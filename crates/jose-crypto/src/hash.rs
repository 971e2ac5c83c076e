//! Message digests used by the signature, padding and key derivation schemes.

use sha1::Sha1;
use sha2::{Digest, Sha256, Sha384, Sha512};

/// Supported hash functions.
#[derive(Debug, Copy, Clone, PartialEq, Eq)]
pub enum HashAlg {
    Sha1,
    Sha256,
    Sha384,
    Sha512,
}

impl HashAlg {
    /// Output length in bytes.
    pub fn output_len(&self) -> usize {
        match self {
            HashAlg::Sha1 => 20,
            HashAlg::Sha256 => 32,
            HashAlg::Sha384 => 48,
            HashAlg::Sha512 => 64,
        }
    }

    /// Hash the concatenation of all `parts`.
    pub fn digest_parts(&self, parts: &[&[u8]]) -> Vec<u8> {
        fn run<D: Digest>(parts: &[&[u8]]) -> Vec<u8> {
            let mut hasher = D::new();
            for part in parts {
                hasher.update(part);
            }
            hasher.finalize().to_vec()
        }

        match self {
            HashAlg::Sha1 => run::<Sha1>(parts),
            HashAlg::Sha256 => run::<Sha256>(parts),
            HashAlg::Sha384 => run::<Sha384>(parts),
            HashAlg::Sha512 => run::<Sha512>(parts),
        }
    }

    /// Hash a single message.
    pub fn digest(&self, data: &[u8]) -> Vec<u8> {
        self.digest_parts(&[data])
    }

    /// DER encoded `DigestInfo` prefix used by EMSA-PKCS1-v1_5 (RFC 8017, section 9.2).
    pub(crate) fn digest_info_prefix(&self) -> &'static [u8] {
        match self {
            HashAlg::Sha1 => &[
                0x30, 0x21, 0x30, 0x09, 0x06, 0x05, 0x2b, 0x0e, 0x03, 0x02, 0x1a, 0x05, 0x00, 0x04, 0x14,
            ],
            HashAlg::Sha256 => &[
                0x30, 0x31, 0x30, 0x0d, 0x06, 0x09, 0x60, 0x86, 0x48, 0x01, 0x65, 0x03, 0x04, 0x02, 0x01, 0x05,
                0x00, 0x04, 0x20,
            ],
            HashAlg::Sha384 => &[
                0x30, 0x41, 0x30, 0x0d, 0x06, 0x09, 0x60, 0x86, 0x48, 0x01, 0x65, 0x03, 0x04, 0x02, 0x02, 0x05,
                0x00, 0x04, 0x30,
            ],
            HashAlg::Sha512 => &[
                0x30, 0x51, 0x30, 0x0d, 0x06, 0x09, 0x60, 0x86, 0x48, 0x01, 0x65, 0x03, 0x04, 0x02, 0x03, 0x05,
                0x00, 0x04, 0x40,
            ],
        }
    }
}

→ **What to work on**
Reproduce each line of the material containing the word "used".

→ **Problem solution**
//! Message digests used by the signature, padding and key derivation schemes.
    /// DER encoded `DigestInfo` prefix used by EMSA-PKCS1-v1_5 (RFC 8017, section 9.2).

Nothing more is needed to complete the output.